Excellent post-apocalyptic fun
skypilot282 | Portland, Oregon United States | 12/24/2002
(5 out of 5 stars)

""After the Fall of New York" was one of the post-apocalyptic films that came out en masse in 1983 from italy. It's real title should be "After the Success of Escape from New York", as its location borrows rather heavily from that film. However, the plot is strikingly original, concerning the evil Euracs and the last fertile woman on earth (all the others were rendered sterile by the radioactivity). It has a very dark atmosphere, yet it is also very flamboyant and imaginative.

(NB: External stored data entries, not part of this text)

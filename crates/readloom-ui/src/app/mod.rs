//! App shell: boot, contexts, routing, and global hosts.
//!
//! # Design
//! - One `ApiCtx` and one `ConfirmService` per boot, shared via contexts.
//! - The theme lives in `ThemeStore` (persistence + DOM attribute) and is
//!   mirrored into the app store so components re-render on toggle.
//! - `ToastHost` and `ConfirmDialog` mount once here; pages only write to the
//!   store slices those hosts render.

use crate::components::confirm::ConfirmDialog;
use crate::components::dashboard::DashboardPage;
use crate::components::library::LibraryPage;
use crate::components::shell::AppShell;
use crate::components::toast::ToastHost;
use crate::core::storage::LocalStore;
use crate::core::store::AppStore;
use crate::core::theme::{ThemeMode, ThemeStore};
use crate::services::confirm::ConfirmService;
use api::ApiCtx;
use preferences::{api_base_url, system_prefers_dark};
pub(crate) use routes::Route;
use yew::prelude::*;
use yew_router::prelude::*;
use yewdux::prelude::{Dispatch, use_selector};

pub(crate) mod api;
mod preferences;
mod routes;

#[function_component(ReadloomApp)]
pub fn readloom_app() -> Html {
    let dispatch = Dispatch::<AppStore>::new();
    let api_ctx = use_memo(|_| ApiCtx::new(api_base_url()), ());
    let confirm = use_memo(|_| ConfirmService::new(), ());
    let theme_store = use_mut_ref(|| ThemeStore::new(LocalStore, system_prefers_dark()));
    let theme = use_selector(|store: &AppStore| store.theme);

    {
        let dispatch = dispatch.clone();
        let theme_store = theme_store.clone();
        use_effect_with_deps(
            move |_| {
                let boot_theme = theme_store.borrow().current_theme();
                dispatch.reduce_mut(|store| store.theme = boot_theme);
                || ()
            },
            (),
        );
    }

    let on_toggle_theme = {
        let dispatch = dispatch.clone();
        Callback::from(move |()| {
            let current = {
                let mut store = theme_store.borrow_mut();
                store.toggle_theme();
                store.current_theme()
            };
            dispatch.reduce_mut(|store| store.theme = current);
        })
    };

    html! {
        <ContextProvider<ApiCtx> context={(*api_ctx).clone()}>
            <ContextProvider<ConfirmService> context={(*confirm).clone()}>
                <BrowserRouter>
                    <AppContent
                        theme={*theme}
                        on_toggle_theme={on_toggle_theme}
                        confirm={(*confirm).clone()}
                    />
                </BrowserRouter>
            </ContextProvider<ConfirmService>>
        </ContextProvider<ApiCtx>>
    }
}

#[derive(Properties, PartialEq)]
struct AppContentProps {
    pub theme: ThemeMode,
    pub on_toggle_theme: Callback<()>,
    pub confirm: ConfirmService,
}

// Separate from the root so `use_route` runs inside the router context.
#[function_component(AppContent)]
fn app_content(props: &AppContentProps) -> Html {
    let current_route = use_route::<Route>().unwrap_or(Route::Home);

    html! {
        <>
            <AppShell
                theme={props.theme}
                on_toggle_theme={props.on_toggle_theme.clone()}
                active={current_route}
            >
                <Switch<Route> render={switch} />
            </AppShell>
            <ToastHost />
            <ConfirmDialog service={props.confirm.clone()} />
        </>
    }
}

fn switch(route: Route) -> Html {
    match route {
        Route::Home => html! { <DashboardPage /> },
        Route::Library => html! { <LibraryPage /> },
        Route::SeriesDetail { id } => html! {
            <Placeholder
                title={format!("Series #{id}")}
                body={"Full series pages are reached from the library detail sheets.".to_string()}
            />
        },
        Route::Calendar => html! {
            <Placeholder
                title={"Calendar".to_string()}
                body={"Month view of upcoming releases.".to_string()}
            />
        },
        Route::Authors => html! {
            <Placeholder
                title={"Authors".to_string()}
                body={"Browse the library by author.".to_string()}
            />
        },
        Route::Collections => html! {
            <Placeholder
                title={"Collections".to_string()}
                body={"Group series and link root folders.".to_string()}
            />
        },
        Route::Settings => html! {
            <Placeholder
                title={"Settings".to_string()}
                body={"Root folders, metadata providers, and import.".to_string()}
            />
        },
        Route::NotFound => html! {
            <Placeholder
                title={"Not found".to_string()}
                body={"Use the navigation to return to a supported view.".to_string()}
            />
        },
    }
}

#[derive(Properties, PartialEq)]
struct PlaceholderProps {
    pub title: String,
    pub body: String,
}

#[function_component(Placeholder)]
fn placeholder(props: &PlaceholderProps) -> Html {
    html! {
        <div class="placeholder">
            <h2>{props.title.clone()}</h2>
            <p class="muted">{props.body.clone()}</p>
        </div>
    }
}

/// Mount the application, preferring a `#root` element when the host page
/// provides one.
pub fn run_app() {
    console_error_panic_hook::set_once();
    if let Some(root) = gloo::utils::document().get_element_by_id("root") {
        yew::Renderer::<ReadloomApp>::with_root(root).render();
    } else {
        yew::Renderer::<ReadloomApp>::new().render();
    }
}
//! Yew components for the Readloom shell and pages.

pub(crate) mod confirm;
pub(crate) mod dashboard;
pub(crate) mod library;
pub(crate) mod modal;
pub(crate) mod shell;
pub(crate) mod toast;
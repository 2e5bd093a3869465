//! Vote records.

use crate::ballot::BallotId;
use serde::{Deserialize, Serialize};
use stakegov_types::Address;

pub type VoteId = u64;

#[derive(Clone, Copy, Debug, PartialEq, Eq, Hash, Serialize, Deserialize)]
pub enum Decision {
    Accept,
    Reject,
}

impl Decision {
    pub fn from_approve(approve: bool) -> Self {
        if approve {
            Self::Accept
        } else {
            Self::Reject
        }
    }
}

/// A single recorded vote. Immutable once stored.
#[derive(Clone, Debug, PartialEq, Eq, Serialize, Deserialize)]
pub struct Vote {
    pub id: VoteId,
    pub ballot_id: BallotId,
    pub voter: Address,
    pub decision: Decision,
    /// Voting weight of `voter` at the time of the vote.
    pub power: u128,
}
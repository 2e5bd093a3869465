//! Nullable snapshot store.

use stakegov_store::{StateStore, StoreError};
use std::collections::HashMap;
use std::sync::Mutex;

/// In-memory [`StateStore`]. Thread-safe so it can be shared across test threads.
#[derive(Default)]
pub struct NullStore {
    entries: Mutex<HashMap<String, Vec<u8>>>,
    writes: Mutex<u64>,
}

impl NullStore {
    pub fn new() -> Self {
        Self::default()
    }

    pub fn len(&self) -> usize {
        self.entries.lock().map(|e| e.len()).unwrap_or(0)
    }

    pub fn is_empty(&self) -> bool {
        self.len() == 0
    }

    /// Number of successful `put_state` calls so far.
    pub fn write_count(&self) -> u64 {
        self.writes.lock().map(|w| *w).unwrap_or(0)
    }

    pub fn contains(&self, key: &str) -> bool {
        self.entries
            .lock()
            .map(|e| e.contains_key(key))
            .unwrap_or(false)
    }
}

fn poisoned<T>(_: T) -> StoreError {
    StoreError::Backend("null store lock poisoned".to_string())
}

impl StateStore for NullStore {
    fn put_state(&self, key: &str, value: &[u8]) -> Result<(), StoreError> {
        self.entries
            .lock()
            .map_err(poisoned)?
            .insert(key.to_string(), value.to_vec());
        *self.writes.lock().map_err(poisoned)? += 1;
        Ok(())
    }

    fn get_state(&self, key: &str) -> Result<Option<Vec<u8>>, StoreError> {
        Ok(self.entries.lock().map_err(poisoned)?.get(key).cloned())
    }

    fn delete_state(&self, key: &str) -> Result<(), StoreError> {
        self.entries.lock().map_err(poisoned)?.remove(key);
        Ok(())
    }
}
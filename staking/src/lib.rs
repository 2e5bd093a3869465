//! Staking ledger: the collateral side of governance.
//!
//! Participants deposit funds; the governance engine locks part of them as
//! membership collateral. Voting weight is a participant's share of all
//! locked collateral:
//!
//! `weight(p, scale) = floor(locked(p) × scale / Σ locked)`
//!
//! Truncation is per participant and never corrected, so the weights at a
//! given scale sum to at most `scale`.

pub mod account;
pub mod error;
pub mod ledger;

pub use account::Account;
pub use error::StakingError;
pub use ledger::{StakingLedger, DEFAULT_WEIGHT_SCALE};
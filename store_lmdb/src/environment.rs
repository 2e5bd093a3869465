//! LMDB environment setup.

use std::path::Path;
use std::sync::Arc;

use heed::types::{Bytes, Str};
use heed::{Database, Env, EnvOpenOptions};

use crate::migration::Migrator;
use crate::state::LmdbStateStore;
use crate::LmdbError;

const STATE_DB_NAME: &str = "state";

/// Wraps the LMDB environment and the snapshot database handle.
pub struct LmdbEnvironment {
    env: Arc<Env>,
    state_db: Database<Str, Bytes>,
}

impl LmdbEnvironment {
    /// Open or create an LMDB environment at the given path and bring its
    /// schema up to date.
    pub fn open(path: &Path, max_dbs: u32, map_size: usize) -> Result<Self, LmdbError> {
        std::fs::create_dir_all(path)?;
        // SAFETY: the environment is opened once per path by this process and
        // never memory-mapped twice concurrently.
        let env = unsafe {
            EnvOpenOptions::new()
                .map_size(map_size)
                .max_dbs(max_dbs)
                .open(path)?
        };
        let mut wtxn = env.write_txn()?;
        let state_db: Database<Str, Bytes> = env.create_database(&mut wtxn, Some(STATE_DB_NAME))?;
        wtxn.commit()?;

        tracing::info!(path = %path.display(), map_size, "opened LMDB environment");

        let environment = Self {
            env: Arc::new(env),
            state_db,
        };
        Migrator::run(&environment.state_store())?;
        Ok(environment)
    }

    /// A `StateStore` handle sharing this environment.
    pub fn state_store(&self) -> LmdbStateStore {
        LmdbStateStore {
            env: Arc::clone(&self.env),
            state_db: self.state_db,
        }
    }
}
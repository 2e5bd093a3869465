//! Core staking ledger.

use crate::account::Account;
use crate::error::StakingError;
use serde::{Deserialize, Serialize};
use stakegov_registry::{is_governance, Registry};
use stakegov_types::Address;
use std::collections::BTreeMap;

/// Scale at which weights read as a 0–100 percentage.
pub const DEFAULT_WEIGHT_SCALE: u128 = 100;

/// Participant balances and the collateral locked behind them.
///
/// Accounts are created on first deposit and never removed; a drained
/// account simply holds zero. `total_locked` is kept in step with the
/// per-account locks so weight queries are O(1).
#[derive(Clone, Debug, Default, Serialize, Deserialize)]
pub struct StakingLedger {
    accounts: BTreeMap<Address, Account>,
    total_locked: u128,
}

impl StakingLedger {
    pub fn new() -> Self {
        Self::default()
    }

    /// Credit `amount` to the caller's own account.
    pub fn deposit(&mut self, caller: &Address, amount: u128) -> Result<(), StakingError> {
        if amount == 0 {
            return Err(StakingError::ZeroAmount);
        }
        if caller.is_zero() {
            return Err(StakingError::NullParticipant);
        }
        let account = self.accounts.entry(*caller).or_default();
        account.credit(amount)?;
        tracing::info!(participant = %caller, amount, balance = account.balance, "deposit");
        Ok(())
    }

    /// Withdraw from the caller's available (unlocked) balance.
    pub fn withdraw(&mut self, caller: &Address, amount: u128) -> Result<(), StakingError> {
        if amount == 0 {
            return Err(StakingError::ZeroAmount);
        }
        let account = self
            .accounts
            .get_mut(caller)
            .ok_or(StakingError::InsufficientBalance {
                needed: amount,
                available: 0,
            })?;
        account.debit(amount)?;
        tracing::info!(participant = %caller, amount, balance = account.balance, "withdraw");
        Ok(())
    }

    /// Lock `amount` of `participant`'s available balance as collateral.
    /// Governance engine only.
    pub fn lock(
        &mut self,
        registry: &dyn Registry,
        caller: &Address,
        participant: &Address,
        amount: u128,
    ) -> Result<(), StakingError> {
        ensure_governance(registry, caller)?;
        if amount == 0 {
            return Err(StakingError::ZeroAmount);
        }
        let new_total = self
            .total_locked
            .checked_add(amount)
            .ok_or(StakingError::Overflow)?;
        let account = self
            .accounts
            .get_mut(participant)
            .ok_or(StakingError::InsufficientBalance {
                needed: amount,
                available: 0,
            })?;
        account.lock(amount)?;
        self.total_locked = new_total;
        tracing::debug!(%participant, amount, locked = account.locked, "collateral locked");
        Ok(())
    }

    /// Release `amount` of `participant`'s locked collateral. Governance engine only.
    pub fn unlock(
        &mut self,
        registry: &dyn Registry,
        caller: &Address,
        participant: &Address,
        amount: u128,
    ) -> Result<(), StakingError> {
        ensure_governance(registry, caller)?;
        if amount == 0 {
            return Err(StakingError::ZeroAmount);
        }
        let account = self
            .accounts
            .get_mut(participant)
            .ok_or(StakingError::InsufficientLocked {
                needed: amount,
                locked: 0,
            })?;
        account.unlock(amount)?;
        // Per-account locks sum to total_locked, so this cannot underflow.
        self.total_locked -= amount;
        tracing::debug!(%participant, amount, locked = account.locked, "collateral unlocked");
        Ok(())
    }

    /// `floor(locked(participant) × scale / total_locked)`; zero when nothing
    /// is locked or the participant is unknown.
    pub fn calc_voting_weight(&self, participant: &Address, scale: u128) -> u128 {
        let locked = self.locked_balance_of(participant);
        if self.total_locked == 0 || locked == 0 {
            return 0;
        }
        proportion(locked, self.total_locked, scale)
    }

    /// Locked collateral summed over `electorate`.
    pub fn locked_among(&self, electorate: &[Address]) -> u128 {
        electorate
            .iter()
            .map(|p| self.locked_balance_of(p))
            .fold(0u128, u128::saturating_add)
    }

    /// Like [`calc_voting_weight`](Self::calc_voting_weight), but measured
    /// against the collateral of `electorate` only. Zero for a participant
    /// outside it.
    pub fn calc_voting_weight_among(
        &self,
        participant: &Address,
        scale: u128,
        electorate: &[Address],
    ) -> u128 {
        if !electorate.contains(participant) {
            return 0;
        }
        let whole = self.locked_among(electorate);
        let locked = self.locked_balance_of(participant);
        if whole == 0 || locked == 0 {
            return 0;
        }
        proportion(locked, whole, scale)
    }

    /// Weight at [`DEFAULT_WEIGHT_SCALE`].
    pub fn voting_weight(&self, participant: &Address) -> u128 {
        self.calc_voting_weight(participant, DEFAULT_WEIGHT_SCALE)
    }

    pub fn balance_of(&self, participant: &Address) -> u128 {
        self.accounts
            .get(participant)
            .map(|a| a.balance)
            .unwrap_or(0)
    }

    pub fn locked_balance_of(&self, participant: &Address) -> u128 {
        self.accounts
            .get(participant)
            .map(|a| a.locked)
            .unwrap_or(0)
    }

    pub fn available_balance_of(&self, participant: &Address) -> u128 {
        self.accounts
            .get(participant)
            .map(Account::available)
            .unwrap_or(0)
    }

    pub fn account(&self, participant: &Address) -> Option<&Account> {
        self.accounts.get(participant)
    }

    pub fn total_locked(&self) -> u128 {
        self.total_locked
    }

    pub fn accounts(&self) -> impl Iterator<Item = (&Address, &Account)> {
        self.accounts.iter()
    }

    /// Serialize the ledger for persistence.
    pub fn save_state(&self) -> Result<Vec<u8>, StakingError> {
        bincode::serialize(self).map_err(|e| StakingError::Snapshot(e.to_string()))
    }

    /// Restore a ledger, recomputing `total_locked` from the accounts.
    pub fn load_state(data: &[u8]) -> Result<Self, StakingError> {
        let mut ledger: Self =
            bincode::deserialize(data).map_err(|e| StakingError::Snapshot(e.to_string()))?;
        let mut total: u128 = 0;
        for account in ledger.accounts.values() {
            if account.locked > account.balance {
                return Err(StakingError::Snapshot(
                    "account locks more than its balance".to_string(),
                ));
            }
            total = total
                .checked_add(account.locked)
                .ok_or(StakingError::Overflow)?;
        }
        ledger.total_locked = total;
        Ok(ledger)
    }
}

fn ensure_governance(registry: &dyn Registry, caller: &Address) -> Result<(), StakingError> {
    if !is_governance(registry, caller) {
        return Err(StakingError::Unauthorized(*caller));
    }
    Ok(())
}

/// `floor(part × scale / whole)` for `part <= whole`, exact for every input.
///
/// The product is formed in 256 bits, so the quotient never exceeds `scale`
/// and per-participant truncation is the only rounding.
fn proportion(part: u128, whole: u128, scale: u128) -> u128 {
    if whole == 0 {
        return 0;
    }
    if let Some(product) = part.checked_mul(scale) {
        return product / whole;
    }
    let (hi, lo) = widening_mul(part, scale);
    div_wide(hi, lo, whole)
}

/// Full 256-bit product as `(high, low)` halves.
fn widening_mul(a: u128, b: u128) -> (u128, u128) {
    const MASK: u128 = u64::MAX as u128;
    let (a1, a0) = (a >> 64, a & MASK);
    let (b1, b0) = (b >> 64, b & MASK);

    let ll = a0 * b0;
    let lh = a0 * b1;
    let hl = a1 * b0;
    let hh = a1 * b1;

    let mid = (ll >> 64) + (lh & MASK) + (hl & MASK);
    let lo = (ll & MASK) | (mid << 64);
    let hi = hh + (lh >> 64) + (hl >> 64) + (mid >> 64);
    (hi, lo)
}

/// `floor((hi·2¹²⁸ + lo) / divisor)` by shift-subtract. The caller guarantees
/// the quotient fits in 128 bits.
fn div_wide(hi: u128, lo: u128, divisor: u128) -> u128 {
    let mut quotient = 0u128;
    let mut rem = 0u128;
    for i in (0..256).rev() {
        let bit = if i >= 128 {
            (hi >> (i - 128)) & 1
        } else {
            (lo >> i) & 1
        };
        let carry = rem >> 127;
        rem = (rem << 1) | bit;
        quotient <<= 1;
        if carry == 1 || rem >= divisor {
            rem = rem.wrapping_sub(divisor);
            quotient |= 1;
        }
    }
    quotient
}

However, if you don't like gore, you shouldn't see this movie (there are scenes with people getting their faces blown off, eyes gouged out, etc). Overall, it is an excellent movie, especially for fans of action, scifi, gore, post apocalyptic movies or "Escape from New York" (like myself). I garuntee you will have a fun time watching it!"
"I don't have time to jaw with anyone who won't identify him
cookieman108 | Inside the jar... | 07/01/2005
(3 out of 5 stars)

"Originally I thought 2019: After the Fall of New York (1983) was a sequel to 1990: The Bronx Warriors (1982), but that was wrong (the latter did have a sequel titled Bronx Warriors 2, released in 1983). This is actually a completely different rip off of John Carpenter's Escape from New York (1981), and one of the many post-apocalyptic future tales so prevalent in the early to mid 1980's. Co-written and directed by Sergio Martino (Screamers, Alligators, Atomic Cyborg), this Italia-Franco production stars Michael Sopkiw (Devil Fish, Blastfighter) in his screen debut. Also appearing is Valentine Monnier (Devil Fish, Three Men and a Cradle), Romano Puppo (Bronx Warriors 2), Anna Kanakis (The New Barbarians), George Eastman (1990: The Bronx Warriors), and Al Yamanouchi (2020 Texas Gladiators, Endgame, Warriors of the Year 2072).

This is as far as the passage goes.